Trump anuncia taxa de US$ 100 mil para vistos H-1B e intensifica repressão à imigração de trabalhadores qualificados
O presidente dos EUA, Donald Trump, instituiu uma taxa de US$ 100 mil para novas solicitações do visto H-1B, utilizado por empresas para contratar trabalhadores estrangeiros especializados, como engenheiros de software. A medida visa desestimular a contratação de estrangeiros em detrimento de trabalhadores norte-americanos.
Medida e impacto no mercado
A nova taxa, anunciada na sexta-feira, será cobrada das empresas à contratação e é classificada pela administração Trump como uma forma de conter o “abuso” do programa H-1B. Segundo Howard Lutnick, secretário de comércio, a cobrança torna economicamente inviável para grandes empresas de tecnologia treinar trabalhadores estrangeiros, incentivando a priorização de recém-formados americanos. A taxa está prevista para entrar em vigor no domingo, mas poderá enfrentar desafios judiciais.
O mercado de tecnologia pode ser o mais afetado, já que companhias como Amazon, Google, Meta, Microsoft, Apple e IBM empregam grande número de profissionais com visto H-1B, principalmente da Índia. Ainda há indefinições sobre se a taxa será cobrada uma única vez ou anualmente, gerando incertezas para empregadores e investidores.
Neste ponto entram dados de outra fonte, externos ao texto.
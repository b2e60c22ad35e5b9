//! Daily cache warm-up.
//!
//! Sleeps until the refresh window opens, then builds the catalog once so the
//! forced list refresh and the LLM analyses happen before the first client
//! request of the day. Failures are logged and the next day is tried again.

use std::sync::Arc;
use std::time::Duration;
use tokio::task::JoinHandle;
use tracing::{error, info};

use crate::domain::errors::CatalogError;
use crate::domain::ports::Clock;
use crate::services::catalog::CatalogService;
use crate::services::refresh_policy::RefreshWindowPolicy;

pub struct CacheWarmer {
    catalog: Arc<CatalogService>,
    policy: RefreshWindowPolicy,
    clock: Arc<dyn Clock>,
    limit: usize,
}

impl CacheWarmer {
    pub fn new(
        catalog: Arc<CatalogService>,
        policy: RefreshWindowPolicy,
        clock: Arc<dyn Clock>,
        limit: usize,
    ) -> Self {
        Self {
            catalog,
            policy,
            clock,
            limit,
        }
    }

    /// Time left until the next window opening.
    pub fn delay_until_next_window(&self) -> Duration {
        let now = self.clock.now();
        (self.policy.next_opening(now) - now)
            .to_std()
            .unwrap_or(Duration::ZERO)
    }

    /// Build the catalog once, returning how many repositories were analyzed.
    pub async fn warm(&self) -> Result<usize, CatalogError> {
        let response = self.catalog.list(Some(self.limit)).await?;
        info!(
            count = response.count,
            total_available = response.total_available,
            "cache warmed"
        );
        Ok(response.count)
    }

    /// Warm the cache at every window opening until the task is aborted.
    pub async fn run(self) {
        loop {
            let delay = self.delay_until_next_window();
            info!(delay_secs = delay.as_secs(), "next cache warm-up scheduled");
            tokio::time::sleep(delay).await;

            if let Err(err) = self.warm().await {
                error!(error = %err, "cache warm-up failed");
            }
        }
    }

    pub fn spawn(self) -> JoinHandle<()> {
        tokio::spawn(self.run())
    }
}
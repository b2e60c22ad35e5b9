use async_trait::async_trait;

use crate::domain::errors::AnalysisError;
use crate::domain::models::{Repository, RepositoryAnalysis};

/// Port producing an analysis for one repository.
///
/// The LLM-backed implementation absorbs provider failures into a fallback
/// analysis and always returns `Ok`; an `Err` here signals a failure the
/// analyzer itself could not degrade, which the enhancement orchestrator
/// turns into a per-repository fallback.
#[async_trait]
pub trait RepositoryAnalyzer: Send + Sync {
    async fn analyze(
        &self,
        repository: &Repository,
        api_key: &str,
    ) -> Result<RepositoryAnalysis, AnalysisError>;
}
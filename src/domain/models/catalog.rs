use chrono::{DateTime, Utc};
use serde::{Deserialize, Serialize};

use super::repository::SimplifiedRepository;

/// Body of a successful repository listing.
#[derive(Debug, Clone, PartialEq, Eq, Serialize, Deserialize)]
pub struct CatalogResponse {
    pub repositories: Vec<SimplifiedRepository>,
    pub count: usize,
    /// Size of the full popular list before the limit was applied
    pub total_available: usize,
    pub limit: usize,
    pub timestamp: DateTime<Utc>,
}
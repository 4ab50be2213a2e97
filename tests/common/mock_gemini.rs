//! Mock Gemini server: `:generateContent` and `:predict` on any model path.

#![allow(dead_code)]

use axum::body::Body;
use axum::extract::State;
use axum::http::{Request, Response, StatusCode};
use axum::routing::any;
use axum::Router;
use base64::engine::general_purpose::STANDARD;
use base64::Engine;
use serde_json::{json, Value};
use std::collections::VecDeque;
use std::net::SocketAddr;
use std::sync::Arc;
use tokio::net::TcpListener;
use tokio::sync::Mutex;

/// A captured request for assertions.
#[derive(Debug, Clone)]
pub struct CapturedRequest {
    pub method: String,
    pub path: String,
    pub headers: Vec<(String, String)>,
    pub body: Vec<u8>,
}

impl CapturedRequest {
    pub fn header(&self, name: &str) -> Option<&str> {
        self.headers
            .iter()
            .find(|(k, _)| k.eq_ignore_ascii_case(name))
            .map(|(_, v)| v.as_str())
    }

    pub fn json(&self) -> Value {
        serde_json::from_slice(&self.body).expect("request body is JSON")
    }

    pub fn is_text(&self) -> bool {
        self.path.ends_with(":generateContent")
    }

    pub fn is_image(&self) -> bool {
        self.path.ends_with(":predict")
    }
}

/// A mock response to return.
#[derive(Debug, Clone)]
pub struct MockResponse {
    pub status: u16,
    pub body: Vec<u8>,
    pub delay_ms: u64,
}

impl MockResponse {
    pub fn json(body: Value) -> Self {
        Self {
            status: 200,
            body: body.to_string().into_bytes(),
            delay_ms: 0,
        }
    }

    pub fn error(status: u16, message: &str) -> Self {
        Self {
            status,
            body: json!({ "error": { "code": status, "message": message } })
                .to_string()
                .into_bytes(),
            delay_ms: 0,
        }
    }

    /// `generateContent` answer whose single text part is `text`.
    pub fn text(text: &str) -> Self {
        Self::json(json!({
            "candidates": [{ "content": { "parts": [{ "text": text }], "role": "model" } }]
        }))
    }

    /// `generateContent` answer carrying `ideas` serialized as the text part.
    pub fn ideas(ideas: &[(&str, &str, &str)]) -> Self {
        let items: Vec<Value> = ideas
            .iter()
            .map(|(name, meaning, prompt)| {
                json!({ "name": name, "meaning": meaning, "imagePrompt": prompt })
            })
            .collect();
        Self::text(&Value::Array(items).to_string())
    }

    /// `predict` answer with one JPEG prediction of `bytes`.
    pub fn image(bytes: &[u8]) -> Self {
        Self::json(json!({
            "predictions": [{
                "bytesBase64Encoded": STANDARD.encode(bytes),
                "mimeType": "image/jpeg"
            }]
        }))
    }

    pub fn with_delay(mut self, ms: u64) -> Self {
        self.delay_ms = ms;
        self
    }
}

#[derive(Clone)]
struct MockState {
    requests: Arc<Mutex<Vec<CapturedRequest>>>,
    text_responses: Arc<Mutex<VecDeque<MockResponse>>>,
    /// Image requests run concurrently, so answers are picked by prompt.
    image_rules: Arc<Mutex<Vec<(String, MockResponse)>>>,
    image_default: Arc<Mutex<MockResponse>>,
}

/// Mock Gemini API server for testing.
pub struct MockGemini {
    pub addr: SocketAddr,
    state: MockState,
    shutdown: tokio::sync::watch::Sender<bool>,
}

impl MockGemini {
    /// Start a new mock server. Image requests succeed by default.
    pub async fn start() -> Self {
        let state = MockState {
            requests: Arc::new(Mutex::new(Vec::new())),
            text_responses: Arc::new(Mutex::new(VecDeque::new())),
            image_rules: Arc::new(Mutex::new(Vec::new())),
            image_default: Arc::new(Mutex::new(MockResponse::image(b"jpeg-bytes"))),
        };

        let (shutdown_tx, mut shutdown_rx) = tokio::sync::watch::channel(false);

        let app = Router::new()
            .route("/{*path}", any(handle_request))
            .with_state(state.clone());

        let listener = TcpListener::bind("127.0.0.1:0")
            .await
            .expect("Failed to bind mock server");
        let addr = listener.local_addr().unwrap();

        tokio::spawn(async move {
            axum::serve(listener, app)
                .with_graceful_shutdown(async move {
                    let _ = shutdown_rx.changed().await;
                })
                .await
                .ok();
        });

        tokio::time::sleep(tokio::time::Duration::from_millis(10)).await;

        Self {
            addr,
            state,
            shutdown: shutdown_tx,
        }
    }

    /// Enqueue the answer to the next text request.
    pub async fn enqueue_text(&self, resp: MockResponse) {
        self.state.text_responses.lock().await.push_back(resp);
    }

    /// Answer image requests whose prompt contains `needle` with `resp`.
    pub async fn image_for_prompt(&self, needle: &str, resp: MockResponse) {
        self.state
            .image_rules
            .lock()
            .await
            .push((needle.to_string(), resp));
    }

    /// Answer for image requests that match no rule.
    pub async fn set_default_image(&self, resp: MockResponse) {
        *self.state.image_default.lock().await = resp;
    }

    pub async fn captured_requests(&self) -> Vec<CapturedRequest> {
        self.state.requests.lock().await.clone()
    }

    pub async fn text_requests(&self) -> Vec<CapturedRequest> {
        self.captured_requests()
            .await
            .into_iter()
            .filter(CapturedRequest::is_text)
            .collect()
    }

    pub async fn image_requests(&self) -> Vec<CapturedRequest> {
        self.captured_requests()
            .await
            .into_iter()
            .filter(CapturedRequest::is_image)
            .collect()
    }

    pub fn base_url(&self) -> String {
        format!("http://{}", self.addr)
    }
}

impl Drop for MockGemini {
    fn drop(&mut self) {
        let _ = self.shutdown.send(true);
    }
}

async fn handle_request(State(state): State<MockState>, req: Request<Body>) -> Response<Body> {
    let method = req.method().to_string();
    let path = req.uri().path().to_string();
    let headers: Vec<(String, String)> = req
        .headers()
        .iter()
        .map(|(k, v)| (k.to_string(), v.to_str().unwrap_or("").to_string()))
        .collect();

    let body_bytes = axum::body::to_bytes(req.into_body(), 1024 * 1024)
        .await
        .unwrap_or_default()
        .to_vec();

    let captured = CapturedRequest {
        method,
        path,
        headers,
        body: body_bytes,
    };
    state.requests.lock().await.push(captured.clone());

    let mock_resp = if captured.is_text() {
        state
            .text_responses
            .lock()
            .await
            .pop_front()
            .unwrap_or_else(|| MockResponse::error(500, "no text response queued"))
    } else if captured.is_image() {
        let body = String::from_utf8_lossy(&captured.body).to_string();
        let rule = state
            .image_rules
            .lock()
            .await
            .iter()
            .find(|(needle, _)| body.contains(needle.as_str()))
            .map(|(_, resp)| resp.clone());
        match rule {
            Some(resp) => resp,
            None => state.image_default.lock().await.clone(),
        }
    } else {
        MockResponse::error(404, "unknown method")
    };

    if mock_resp.delay_ms > 0 {
        tokio::time::sleep(tokio::time::Duration::from_millis(mock_resp.delay_ms)).await;
    }

    Response::builder()
        .status(StatusCode::from_u16(mock_resp.status).unwrap())
        .header("content-type", "application/json")
        .body(Body::from(mock_resp.body))
        .unwrap()
}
Funcionamento e contexto do programa H-1B
Criado em 1990, o visto H-1B permite que empresas americanas contratem temporariamente trabalhadores estrangeiros com habilidades especializadas, especialmente em ciência e tecnologia. São disponibilizados 65 mil vistos por ano para quem possui diploma de bacharel e 20 mil para portadores de mestrado ou grau superior, com isenção para universidades e instituições de pesquisa. O programa não confere residência permanente, mas muitos acabam sendo patrocinados para o green card.
Críticas e desdobramentos futuros
O programa é alvo de críticas por parte de republicanos que acusam empregadores de usar trabalhadores estrangeiros para reduzir custos salariais, substituindo profissionais americanos. Apesar disso, líderes do setor de tecnologia defendem a necessidade do visto devido à escassez de mão de obra qualificada nos EUA. Dados indicam que cerca de 730 mil pessoas possuem visto H-1B atualmente, uma fração do mercado de trabalho americano.
Casos de substituição de trabalhadores americanos por portadores do visto já foram documentados, e análises apontam que até 60% das vagas com H-1B pagam salários abaixo da mediana local. A introdução da nova taxa pode alterar a dinâmica do mercado de trabalho em setores estratégicos e gerar impactos econômicos e humanitários, especialmente para famílias que dependem do programa para viver nos EUA.